Esportare la rivoluzione greca in Italia

Il primo straniero senza divisa che andò a congratularsi con i golpisti fu Pino Rauti, il fondatore di Ordine nuovo, tra gli ospiti più entusiasti del vice primo ministro Stylianos Pattakos. Nei suoi giri di felicitazioni tra gli amici della capitale greca, Rauti incontrò un colonnello dei servizi segreti locali che fu poi molto importante nel tenere i rapporti con la fascisteria italiana: si chiamava Kostas Plevris ed era responsabile per le faccende italiane della Kyp, i servizi segreti greci.

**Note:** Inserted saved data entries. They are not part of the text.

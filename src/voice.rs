use serde::Deserialize;

use crate::models::MealContext;

#[derive(Debug, Clone, PartialEq)]
pub enum VoiceInterpretation {
    Glucose {
        value: f64,
        meal_context: Option<MealContext>,
        notes: Option<String>,
    },
    Insulin {
        units: f64,
        insulin_type: String,
        notes: Option<String>,
    },
    Medication {
        name: String,
        dosage: Option<String>,
    },
    Activity {
        activity_type: String,
        duration_minutes: i32,
        intensity: Option<String>,
    },
    Unrecognized {
        transcript: Option<String>,
    },
    ParseError {
        message: String,
    },
}

impl VoiceInterpretation {
    pub fn is_loggable(&self) -> bool {
        !matches!(
            self,
            VoiceInterpretation::Unrecognized { .. } | VoiceInterpretation::ParseError { .. }
        )
    }

    pub fn describe(&self) -> String {
        match self {
            VoiceInterpretation::Glucose {
                value,
                meal_context,
                ..
            } => match meal_context {
                Some(context) => format!("glucose reading of {value} mg/dL ({context})"),
                None => format!("glucose reading of {value} mg/dL"),
            },
            VoiceInterpretation::Insulin {
                units,
                insulin_type,
                ..
            } => format!("{units} units of {insulin_type} insulin"),
            VoiceInterpretation::Medication { name, dosage } => match dosage {
                Some(dosage) => format!("medication {name} ({dosage})"),
                None => format!("medication {name}"),
            },
            VoiceInterpretation::Activity {
                activity_type,
                duration_minutes,
                ..
            } => format!("{duration_minutes} minutes of {activity_type}"),
            VoiceInterpretation::Unrecognized { transcript } => match transcript {
                Some(text) => format!("unrecognized note: \"{text}\""),
                None => "unrecognized note".to_string(),
            },
            VoiceInterpretation::ParseError { message } => {
                format!("could not read interpretation: {message}")
            }
        }
    }
}

#[derive(Debug, Deserialize)]
struct RawInterpretation {
    #[serde(rename = "type")]
    kind: Option<String>,
    value: Option<f64>,
    meal_context: Option<String>,
    notes: Option<String>,
    units: Option<f64>,
    insulin_type: Option<String>,
    name: Option<String>,
    dosage: Option<String>,
    activity_type: Option<String>,
    duration_minutes: Option<f64>,
    intensity: Option<String>,
    transcript: Option<String>,
}

pub fn interpret(raw_json: &str) -> VoiceInterpretation {
    let raw: RawInterpretation = match serde_json::from_str(raw_json) {
        Ok(raw) => raw,
        Err(err) => {
            log::warn!("rejected voice interpretation payload: {err}");
            return VoiceInterpretation::ParseError {
                message: err.to_string(),
            };
        }
    };

    match validate(raw) {
        Ok(interpretation) => interpretation,
        Err(message) => {
            log::warn!("voice interpretation failed validation: {message}");
            VoiceInterpretation::ParseError { message }
        }
    }
}

fn validate(raw: RawInterpretation) -> Result<VoiceInterpretation, String> {
    let kind = raw
        .kind
        .as_deref()
        .map(|kind| kind.trim().to_ascii_lowercase())
        .ok_or_else(|| "missing field `type`".to_string())?;

    match kind.as_str() {
        "glucose" => {
            let value = positive(raw.value, "value")?;
            let meal_context = match raw.meal_context.as_deref() {
                Some(context) if !context.trim().is_empty() => {
                    Some(context.parse::<MealContext>().map_err(|err| err.to_string())?)
                }
                _ => None,
            };
            Ok(VoiceInterpretation::Glucose {
                value,
                meal_context,
                notes: non_empty(raw.notes),
            })
        }
        "insulin" => Ok(VoiceInterpretation::Insulin {
            units: positive(raw.units, "units")?,
            insulin_type: required(raw.insulin_type, "insulin_type")?,
            notes: non_empty(raw.notes),
        }),
        "medication" => Ok(VoiceInterpretation::Medication {
            name: required(raw.name, "name")?,
            dosage: non_empty(raw.dosage),
        }),
        "activity" => {
            let minutes = positive(raw.duration_minutes, "duration_minutes")?;
            if minutes.fract() != 0.0 || minutes > f64::from(i32::MAX) {
                return Err(format!("duration_minutes must be a whole number, got {minutes}"));
            }
            Ok(VoiceInterpretation::Activity {
                activity_type: required(raw.activity_type, "activity_type")?,
                duration_minutes: minutes as i32,
                intensity: non_empty(raw.intensity),
            })
        }
        _ => Ok(VoiceInterpretation::Unrecognized {
            transcript: non_empty(raw.transcript),
        }),
    }
}

fn positive(value: Option<f64>, field: &str) -> Result<f64, String> {
    let value = value.ok_or_else(|| format!("missing field `{field}`"))?;
    if !value.is_finite() || value <= 0.0 {
        return Err(format!("`{field}` must be a positive number, got {value}"));
    }
    Ok(value)
}

fn required(value: Option<String>, field: &str) -> Result<String, String> {
    non_empty(value).ok_or_else(|| format!("missing field `{field}`"))
}

fn non_empty(value: Option<String>) -> Option<String> {
    value
        .map(|text| text.trim().to_string())
        .filter(|text| !text.is_empty())
}

#[cfg(test)]
mod tests {
    use super::*;

    #[test]
    fn reads_glucose_entry() {
        let parsed = interpret(
            r#"{"type": "glucose", "value": 142, "meal_context": "after meal", "notes": " lunch "}"#,
        );
        assert_eq!(
            parsed,
            VoiceInterpretation::Glucose {
                value: 142.0,
                meal_context: Some(MealContext::AfterMeal),
                notes: Some("lunch".to_string()),
            }
        );
        assert!(parsed.is_loggable());
    }

    #[test]
    fn reads_insulin_and_activity() {
        let insulin = interpret(r#"{"type": "insulin", "units": 4.5, "insulin_type": "rapid"}"#);
        assert!(matches!(
            insulin,
            VoiceInterpretation::Insulin { units, .. } if units == 4.5
        ));

        let activity = interpret(
            r#"{"type": "Activity", "activity_type": "walking", "duration_minutes": 30}"#,
        );
        assert_eq!(
            activity,
            VoiceInterpretation::Activity {
                activity_type: "walking".to_string(),
                duration_minutes: 30,
                intensity: None,
            }
        );
    }

    #[test]
    fn unknown_type_is_unrecognized() {
        let parsed = interpret(r#"{"type": "unrecognized", "transcript": "call mom later"}"#);
        assert_eq!(
            parsed,
            VoiceInterpretation::Unrecognized {
                transcript: Some("call mom later".to_string())
            }
        );
        assert!(!parsed.is_loggable());

        let other = interpret(r#"{"type": "weather"}"#);
        assert_eq!(other, VoiceInterpretation::Unrecognized { transcript: None });
    }

    #[test]
    fn malformed_payloads_become_parse_errors() {
        assert!(matches!(
            interpret("not json"),
            VoiceInterpretation::ParseError { .. }
        ));
        assert!(matches!(
            interpret(r#"{"value": 120}"#),
            VoiceInterpretation::ParseError { .. }
        ));
        assert!(matches!(
            interpret(r#"{"type": "glucose"}"#),
            VoiceInterpretation::ParseError { .. }
        ));
        assert!(matches!(
            interpret(r#"{"type": "glucose", "value": -5}"#),
            VoiceInterpretation::ParseError { .. }
        ));
        assert!(matches!(
            interpret(r#"{"type": "glucose", "value": 110, "meal_context": "brunch"}"#),
            VoiceInterpretation::ParseError { .. }
        ));
        assert!(matches!(
            interpret(r#"{"type": "activity", "activity_type": "yoga", "duration_minutes": 12.5}"#),
            VoiceInterpretation::ParseError { .. }
        ));
        assert!(matches!(
            interpret(r#"{"type": "medication", "name": "  "}"#),
            VoiceInterpretation::ParseError { .. }
        ));
    }

    #[test]
    fn describe_is_human_readable() {
        let parsed = VoiceInterpretation::Medication {
            name: "metformin".to_string(),
            dosage: Some("500 mg".to_string()),
        };
        assert_eq!(parsed.describe(), "medication metformin (500 mg)");
    }
}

Di sicuro era in un albergo di Milano dall’8 al 10 novembre del 1969 insieme ai due connazionali, non si sa a fare cosa ma di sicuro voleva “esportare la rivoluzione greca in Italia”, disse ad Oriana Fallaci nel 1975. Maturò quasi subito l’idea di una vacanza studio per un centinaio di neofascisti che, tra un bagno di sole e l’altro, venivano addestrati a fare i destabilizzatori in un campeggio vicino Corfù, un posto dove era esibita con disinvoltura la simbologia fascista, medaglie e busti di Mussolini, roba simile.

Un porto sicuro in caso di latitanza

Della gita in Grecia parla per la prima volta un rapporto della questura di Roma del 19 gennaio 1970 al procuratore Vittorio Occorsio che indagava sulla ‘pista Rauti’ per la strage di piazza Fontana. Lì si dice che si unirono a Rauti, tra gli altri, Mario Merlino, Adriano Tilgher, Elio Massagrande, Roberto Besutti, Stefano Serpieri, Nicola Troccoli, Loris Facchinetti, leader di Europa Civiltà, e il commercialista Romano Coltellacci (Proc. Pen. Italicus bis, Atti). In tutto erano in 49 e, insieme ad altrettanti studenti greci in Italia riuniti nell’Esesi – la Lega nazionale degli Studenti Greci in Italia, quelli favorevoli ai colonnelli – andavano a festeggiare il primo anniversario del golpe. Lo scambio era intenso tra camerati dei due paesi da quel (poco) che si è potuto ricostruire: nel settembre del 1972, ad esempio, il Fronte della Gioventù organizzò un corso di aggiornamento politico a Montesilvano (Pescara) dove ci sono i camerati greci. Le informative parlavano anche della partecipazione alla allegra spedizione dell’avvocato Giulio Maceratini, peraltro sostenuta in quella intervista alla Fallaci anche da Plevris, ma Maceratini smentì con una lettera nella quale spiegava di essersi recato nella penisola greca solo due volte in tutta la sua vita: “la prima mi recai ad Atene nella primavera del 1968 con una comitiva di 50 giovani per una gita la cui natura esclusivamente turistica … La seconda volta nel settembre del 74, a Corfù in viaggio di nozze”. (Paese sera 12 maggio 1975). 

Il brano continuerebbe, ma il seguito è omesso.